Gap junction intercellular communication mediates cadmium-induced apoptosis in hepatocytes via the Fas/FasL pathway

  • Environ Toxicol. 2022 Nov;37(11):2692-2702. doi: 10.1002/tox.23629.
Fan Yu 1 2 3 Lianqi Yan 4 5 Jian Sun 1 2 3 Yumeng Zhao 1 2 3 Yan Yuan 1 2 3 Jianhong Gu 1 2 3 Jianchun Bian 1 2 3 Hui Zou 1 2 3 Zongping Liu 1 2 3
Affiliations

Affiliations

  • 1 College of Veterinary Medicine, Yangzhou University, Yangzhou, Jiangsu, People's Republic of China.
  • 2 Joint International Research Laboratory of Agriculture and Agri-Product Safety, School of Horticulture and Plant Protection, Yangzhou University, Yangzhou, Jiangsu, People's Republic of China.
  • 3 Jiangsu Coinnovation Center for Prevention and Control of Important Animal Infectious Diseases and Zoonoses, Yangzhou, Jiangsu, People's Republic of China.
  • 4 Department of Orthopedics, The Second Xiangya Hospital of Central South University, Changsha, Hunan, People's Republic of China.
  • 5 Department of Orthopedics, Clinical Medical College of Yangzhou University, Subei People's Hospital, Yangzhou, Jiangsu, People's Republic of China.
Abstract

As a common environmental pollutant, cadmium (Cd) causes damage to many organs of the body. Gap junction intercellular communication (GJIC) represents one of the most important routes of rapid signaling between cells. However, the mechanisms underlying GJIC's role in hepatotoxicity induced by Cd remain unknown. We established a Cd poisoning model in vitro by co-culturing Cd-exposed and unexposed hepatocytes and found that 18β-glycyrrhetinic acid (GA), a GJIC inhibitor, can effectively reduce the Apoptosis rate of healthy cells co-cultured with apoptotic cells treated with Cd. We also found that anti-FasL antibody had the same effect. However, in mono-cultured cells, GA treatment in combination with Cd was found to aggravate the damage induced by Cd exposure, increase the level of oxidative stress and protein expression of HO-1, decrease the mitochondrial membrane potential, incur more serious morphological damage to mitochondria than Cd treatment alone. Moreover, compared with Cd-only exposure, GA and Cd co-treatment further increased the expression levels of the apoptosis-related proteins Fas, FasL, FADD and the ratio of Bax/Bcl-2, inhibited the protein expression of ASK1 and Daxx.
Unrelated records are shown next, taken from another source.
/// Length of the RTP fixed header with no CSRCs or extensions.
pub const RTP_HEADER_LEN: usize = 12;

/// RTP fixed header state for one outbound stream (RFC 3550 §5.1).
///
/// ```text
///  0                   1                   2                   3
///  0 1 2 3 4 5 6 7 8 9 0 1 2 3 4 5 6 7 8 9 0 1 2 3 4 5 6 7 8 9 0 1
/// +-+-+-+-+-+-+-+-+-+-+-+-+-+-+-+-+-+-+-+-+-+-+-+-+-+-+-+-+-+-+-+-+
/// |V=2|P|X|  CC   |M|     PT      |       Sequence Number         |
/// +-+-+-+-+-+-+-+-+-+-+-+-+-+-+-+-+-+-+-+-+-+-+-+-+-+-+-+-+-+-+-+-+
/// |                           Timestamp                           |
/// +-+-+-+-+-+-+-+-+-+-+-+-+-+-+-+-+-+-+-+-+-+-+-+-+-+-+-+-+-+-+-+-+
/// |                             SSRC                              |
/// +-+-+-+-+-+-+-+-+-+-+-+-+-+-+-+-+-+-+-+-+-+-+-+-+-+-+-+-+-+-+-+-+
/// ```
///
/// The sequence number advances on every [`write`](Self::write); the
/// timestamp only advances when the caller moves on to the next frame, so
/// all fragments of one JPEG frame share a timestamp. For RTP/JPEG the
/// marker bit flags the last fragment of a frame (RFC 2435 §3).
#[derive(Debug, Clone)]
pub struct RtpHeader {
    /// RTP payload type (7-bit). 26 is the static JPEG type (RFC 3551).
    pub pt: u8,
    /// Synchronization source identifier.
    pub ssrc: u32,
    sequence: u16,
    timestamp: u32,
}

impl RtpHeader {
    /// Header state starting at sequence 0 and timestamp 0.
    pub fn new(pt: u8, ssrc: u32) -> Self {
        tracing::debug!(
            pt,
            ssrc = format_args!("{:#010X}", ssrc),
            "RTP stream state created"
        );
        Self {
            pt: pt & 0x7f,
            ssrc,
            sequence: 0,
            timestamp: 0,
        }
    }

    /// Header state with a random SSRC, initial sequence number and initial
    /// timestamp, as RFC 3550 §5.1 recommends for a new source.
    pub fn randomized(pt: u8) -> Self {
        let mut header = Self::new(pt, rand::random::<u32>());
        header.sequence = rand::random::<u16>();
        header.timestamp = rand::random::<u32>();
        header
    }

    /// Sequence number the next [`write`](Self::write) will use.
    pub fn sequence(&self) -> u16 {
        self.sequence
    }

    /// Timestamp of the frame currently being sent.
    pub fn timestamp(&self) -> u32 {
        self.timestamp
    }

    /// Encode the header for the next packet and advance the sequence number.
    pub fn write(&mut self, marker: bool) -> [u8; RTP_HEADER_LEN] {
        let mut out = [0u8; RTP_HEADER_LEN];
        out[0] = 2 << 6;
        out[1] = (u8::from(marker) << 7) | self.pt;
        out[2..4].copy_from_slice(&self.sequence.to_be_bytes());
        out[4..8].copy_from_slice(&self.timestamp.to_be_bytes());
        out[8..12].copy_from_slice(&self.ssrc.to_be_bytes());

        self.sequence = self.sequence.wrapping_add(1);
        out
    }

    /// Move the media clock forward by one frame interval. The 32-bit
    /// timestamp wraps.
    pub fn advance_timestamp(&mut self, increment: u32) {
        self.timestamp = self.timestamp.wrapping_add(increment);
    }
}

#[cfg(test)]
mod tests {
    use super::*;

    #[test]
    fn header_fields() {
        let mut h = RtpHeader::new(26, 0xAABBCCDD);
        h.advance_timestamp(3000);
        let buf = h.write(true);
        assert_eq!(buf[0] >> 6, 2);
        assert_eq!(buf[1], 0x80 | 26);
        assert_eq!(u16::from_be_bytes([buf[2], buf[3]]), 0);
        assert_eq!(u32::from_be_bytes([buf[4], buf[5], buf[6], buf[7]]), 3000);
        assert_eq!(
            u32::from_be_bytes([buf[8], buf[9], buf[10], buf[11]]),
            0xAABBCCDD
        );
    }

    #[test]
    fn fragments_of_a_frame_share_timestamp() {
        let mut h = RtpHeader::new(26, 1);
        let a = h.write(false);
        let b = h.write(true);
        assert_eq!(a[4..8], b[4..8]);
        assert_eq!(a[1] & 0x80, 0);
        assert_eq!(u16::from_be_bytes([b[2], b[3]]), 1);
    }

    #[test]
    fn sequence_and_timestamp_wrap() {
        let mut h = RtpHeader::new(26, 1);
        h.sequence = u16::MAX;
        h.timestamp = u32::MAX - 1;
        h.write(false);
        h.advance_timestamp(3);
        assert_eq!(h.sequence(), 0);
        assert_eq!(h.timestamp(), 1);
    }

    #[test]
    fn payload_type_is_seven_bits() {
        let mut h = RtpHeader::new(0xFF, 1);
        assert_eq!(h.write(false)[1], 0x7f);
    }

    #[test]
    fn randomized_sources_differ() {
        let a = RtpHeader::randomized(26);
        let b = RtpHeader::randomized(26);
        assert_ne!(
            (a.ssrc, a.sequence(), a.timestamp()),
            (b.ssrc, b.sequence(), b.timestamp())
        );
    }
}
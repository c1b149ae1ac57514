//! Readers for the individual marker segments.
//!
//! Every reader is handed the whole buffer and the offset of the segment's
//! 2-byte length field (the byte right after the marker code). Readers that
//! advance the cursor do so by the segment's declared length, so a reader
//! that ignores part of its segment still leaves the cursor on the next
//! marker.

use tracing::{debug, trace, warn};

use super::markers;
use super::quant::{Precision, QuantTableError, QuantizationTables};
use crate::error::{ParseErrorKind, Result, Unsupported};

/// Largest supported width or height, in pixels (255 blocks of 8).
pub const MAX_DIMENSION: u16 = 2040;

const JFIF_MIN_LEN: usize = 16;
/// Length field, precision, height, width and component count.
const SOF_HEADER_LEN: usize = 8;
/// Header plus three 3-byte component specifications.
const SOF_MIN_LEN: usize = 17;
const DRI_MIN_LEN: usize = 4;
/// Length field and nothing else.
const EMPTY_SEGMENT_LEN: usize = 2;
/// Length field, component count, spectral selection and approximation.
const SOS_FIXED_LEN: usize = 6;
const JFIF_ID: &[u8; 5] = b"JFIF\0";

/// Sampling byte of a 2x1 luma component (RTP/JPEG type 0).
const LUMA_2X1: u8 = 0x21;
/// Sampling byte of a 2x2 luma component (RTP/JPEG type 1).
const LUMA_2X2: u8 = 0x22;
const CHROMA_1X1: u8 = 0x11;

/// Big-endian `u16` at `offset`, if both bytes are in bounds.
pub fn read_u16(data: &[u8], offset: usize) -> Option<u16> {
    let bytes = data.get(offset..offset + 2)?;
    Some(u16::from_be_bytes([bytes[0], bytes[1]]))
}

/// Declared segment length at `offset` (includes the length field itself).
pub fn segment_length(data: &[u8], offset: usize, marker: u8) -> Result<usize> {
    read_u16(data, offset)
        .map(usize::from)
        .ok_or_else(|| ParseErrorKind::MalformedSegment { marker }.into())
}

/// Offset just past a segment whose content is not needed (COM, DHT).
///
/// The declared length must cover at least its own two bytes and end within
/// the buffer.
pub fn skip_segment(data: &[u8], offset: usize, marker: u8) -> Result<usize> {
    let len = segment_length(data, offset, marker)?;
    if len < EMPTY_SEGMENT_LEN || offset + len > data.len() {
        debug!(
            marker = format_args!("{marker:02X}"),
            len,
            offset,
            size = data.len(),
            "segment length disagrees with the buffer"
        );
        return Err(ParseErrorKind::MalformedSegment { marker }.into());
    }
    trace!(marker = format_args!("{marker:02X}"), len, "skipping segment");
    Ok(offset + len)
}

/// SOS. Returns the offset where entropy-coded data starts.
///
/// The header must hold its component selectors and fit in the buffer.
pub fn read_sos(data: &[u8], offset: usize) -> Result<usize> {
    let malformed = ParseErrorKind::MalformedSegment {
        marker: markers::SOS,
    };
    let len = segment_length(data, offset, markers::SOS)?;
    let Some(&components) = data.get(offset + 2) else {
        debug!(offset, "SOS header truncated");
        return Err(malformed.into());
    };

    let min_len = SOS_FIXED_LEN + 2 * usize::from(components);
    if len < min_len {
        debug!(len, components, min_len, "SOS segment length too small");
        return Err(malformed.into());
    }
    if offset + len > data.len() {
        debug!(len, offset, size = data.len(), "SOS header runs past the buffer");
        return Err(malformed.into());
    }

    trace!(components, "scan header");
    Ok(offset + len)
}

/// Luma chroma layout of a frame, as RTP/JPEG types 0 and 1.
#[derive(Debug, Clone, Copy, PartialEq, Eq)]
pub enum Sampling {
    /// Luma sampled 2x1 (4:2:2-like), RTP/JPEG type 0.
    Type0,
    /// Luma sampled 2x2 (4:2:0-like), RTP/JPEG type 1.
    Type1,
}

impl Sampling {
    /// RTP/JPEG `Type` value without the restart bit.
    pub fn rtp_type(self) -> u8 {
        match self {
            Self::Type0 => 0,
            Self::Type1 => 1,
        }
    }
}

/// The parts of a baseline SOF segment the payload header needs.
#[derive(Debug, Clone, Copy, PartialEq, Eq)]
pub struct FrameHeader {
    pub width8: u8,
    pub height8: u8,
    pub sampling: Sampling,
    pub luma_table: u8,
    pub chroma_table: u8,
}

#[derive(Debug, Clone, Copy, PartialEq, Eq)]
struct Component {
    id: u8,
    sampling: u8,
    table: u8,
}

/// Outcome of a DRI segment.
#[derive(Debug, Clone, Copy, PartialEq, Eq)]
pub enum Restart {
    /// Restart markers every `n` MCUs.
    Interval(u16),
    /// Interval of zero, or a DRI segment too short to hold one.
    Disabled,
}

/// APP0 / JFIF. Validates the header and advances past it; the fields are
/// only logged.
pub fn read_jfif(data: &[u8], offset: &mut usize) -> Result<()> {
    let malformed = ParseErrorKind::MalformedSegment {
        marker: markers::APP0,
    };
    let off = *offset;

    if off + JFIF_MIN_LEN > data.len() {
        debug!(offset = off, "JFIF segment truncated");
        return Err(malformed.into());
    }
    let len = segment_length(data, off, markers::APP0)?;
    if len < JFIF_MIN_LEN {
        debug!(len, "JFIF segment length too small");
        return Err(malformed.into());
    }
    *offset += len;

    let fields = &data[off + 2..off + JFIF_MIN_LEN];
    if &fields[..5] != JFIF_ID {
        debug!(id = ?&fields[..5], "APP0 identifier is not JFIF");
        return Err(malformed.into());
    }

    trace!(
        version = format_args!("{}.{:02}", fields[5], fields[6]),
        units = fields[7],
        x_density = u16::from_be_bytes([fields[8], fields[9]]),
        y_density = u16::from_be_bytes([fields[10], fields[11]]),
        x_thumbnail = fields[12],
        y_thumbnail = fields[13],
        "JFIF header"
    );
    Ok(())
}

/// SOF0. Validates the baseline 3-component profile and advances past the
/// segment.
pub fn read_sof(data: &[u8], offset: &mut usize) -> Result<FrameHeader> {
    let malformed = ParseErrorKind::MalformedSegment {
        marker: markers::SOF0,
    };
    let off = *offset;

    let len = segment_length(data, off, markers::SOF0)?;
    if len < SOF_HEADER_LEN || off + SOF_HEADER_LEN > data.len() {
        debug!(len, offset = off, "SOF segment truncated");
        return Err(malformed.into());
    }
    *offset += len;

    let seg = &data[off + 2..off + SOF_HEADER_LEN];

    if seg[0] != 8 {
        debug!(precision = seg[0], "unsupported sample precision");
        return unsupported(Unsupported::SamplePrecision(seg[0]));
    }

    // Height precedes width in the SOF layout.
    let height = u16::from_be_bytes([seg[1], seg[2]]);
    let width = u16::from_be_bytes([seg[3], seg[4]]);
    if !(1..=MAX_DIMENSION).contains(&width) || !(1..=MAX_DIMENSION).contains(&height) {
        debug!(width, height, "unsupported dimensions");
        return unsupported(Unsupported::Dimensions { width, height });
    }

    if seg[5] != 3 {
        debug!(components = seg[5], "only 3-component images are supported");
        return unsupported(Unsupported::ComponentCount(seg[5]));
    }

    if len < SOF_MIN_LEN || off + SOF_MIN_LEN > data.len() {
        debug!(len, offset = off, "SOF component list truncated");
        return Err(malformed.into());
    }
    let seg = &data[off + SOF_HEADER_LEN..off + SOF_MIN_LEN];

    let mut components = [0usize, 1, 2].map(|i| Component {
        id: seg[i * 3],
        sampling: seg[i * 3 + 1],
        table: seg[i * 3 + 2],
    });
    // Slot 0 must end up as luma regardless of the order in the stream.
    components.sort_by_key(|c| c.id);
    let [luma, cb, cr] = components;

    let sampling = match luma.sampling {
        LUMA_2X1 => Sampling::Type0,
        LUMA_2X2 => Sampling::Type1,
        other => {
            debug!(sampling = format_args!("{other:02x}"), "unsupported luma sampling");
            return unsupported(Unsupported::LumaSampling(other));
        }
    };
    for chroma in [cb, cr] {
        if chroma.sampling != CHROMA_1X1 {
            debug!(
                component = chroma.id,
                sampling = format_args!("{:02x}", chroma.sampling),
                "unsupported chroma sampling"
            );
            return unsupported(Unsupported::ChromaSampling(chroma.sampling));
        }
    }
    if cb.table != cr.table {
        debug!(cb = cb.table, cr = cr.table, "chroma components use different tables");
        return unsupported(Unsupported::ChromaTables {
            cb: cb.table,
            cr: cr.table,
        });
    }

    debug!(width, height, ?sampling, "frame header");
    Ok(FrameHeader {
        // Both fit in a u8: MAX_DIMENSION / 8 == 255.
        width8: (width / 8) as u8,
        height8: (height / 8) as u8,
        sampling,
        luma_table: luma.table,
        chroma_table: cb.table,
    })
}

fn unsupported<T>(reason: Unsupported) -> Result<T> {
    Err(ParseErrorKind::UnsupportedImage(reason).into())
}

/// DQT. Copies every complete table into `tables` and returns the offset of
/// the byte following the segment.
///
/// Never fails: a truncated segment, a reserved table id or a short trailing
/// table stops consumption and whatever was read so far is kept.
pub fn read_dqt(data: &[u8], offset: usize, tables: &mut QuantizationTables) -> usize {
    let size = data.len();
    let Some(declared) = read_u16(data, offset).map(usize::from) else {
        warn!(offset, "DQT segment too small");
        return size;
    };
    if declared < 2 {
        warn!(declared, "DQT segment length too small");
        return size;
    }

    let mut remaining = declared.min(size - offset) - 2;
    let mut offset = offset + 2;

    while remaining > 0 {
        let pq_tq = data[offset];
        let id = pq_tq & 0x0f;
        let precision = Precision::from_nibble(pq_tq >> 4);
        let table_len = precision.table_len();

        if remaining < table_len + 1 {
            debug!(id, remaining, "trailing quantization table is incomplete");
            break;
        }
        match tables.insert(id, precision, &data[offset + 1..offset + 1 + table_len]) {
            Ok(()) => trace!(id, ?precision, "quantization table"),
            Err(err @ QuantTableError::InvalidId(_)) => {
                warn!(%err, "stopping DQT segment");
                break;
            }
            Err(err) => warn!(%err, "quantization table ignored"),
        }

        remaining -= table_len + 1;
        offset += table_len + 1;
    }

    offset + remaining
}

/// DRI. A zero interval, or a segment too short to hold one, disables
/// restart markers without failing the parse.
pub fn read_dri(data: &[u8], offset: &mut usize) -> Restart {
    let off = *offset;
    if off + DRI_MIN_LEN > data.len() {
        debug!(offset = off, "DRI segment truncated");
        return Restart::Disabled;
    }
    let len = usize::from(read_u16(data, off).unwrap_or_default());
    *offset += len;
    if len < DRI_MIN_LEN {
        debug!(len, "DRI segment length too small");
        return Restart::Disabled;
    }

    match read_u16(data, off + 2).unwrap_or_default() {
        0 => Restart::Disabled,
        interval => {
            debug!(interval, "restart interval");
            Restart::Interval(interval)
        }
    }
}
We also found that the protein expression of Daxx in siFADD + Cd hepatocytes was significantly higher than in Cd-treated cells. Thus, our study suggests that gap junction inhibition may play a dual role in Cd-induced cell damage by inhibiting the transmission of death signals from damaged cells to healthy cells but also aggravating the transmission of death signals between damaged cells, and that the Fas/FasL-mediated death receptor pathway may play an important role in this process.

Keywords

Fas/FasL; apoptosis; cadmium; gap junction intercellular communication; hepatocyte.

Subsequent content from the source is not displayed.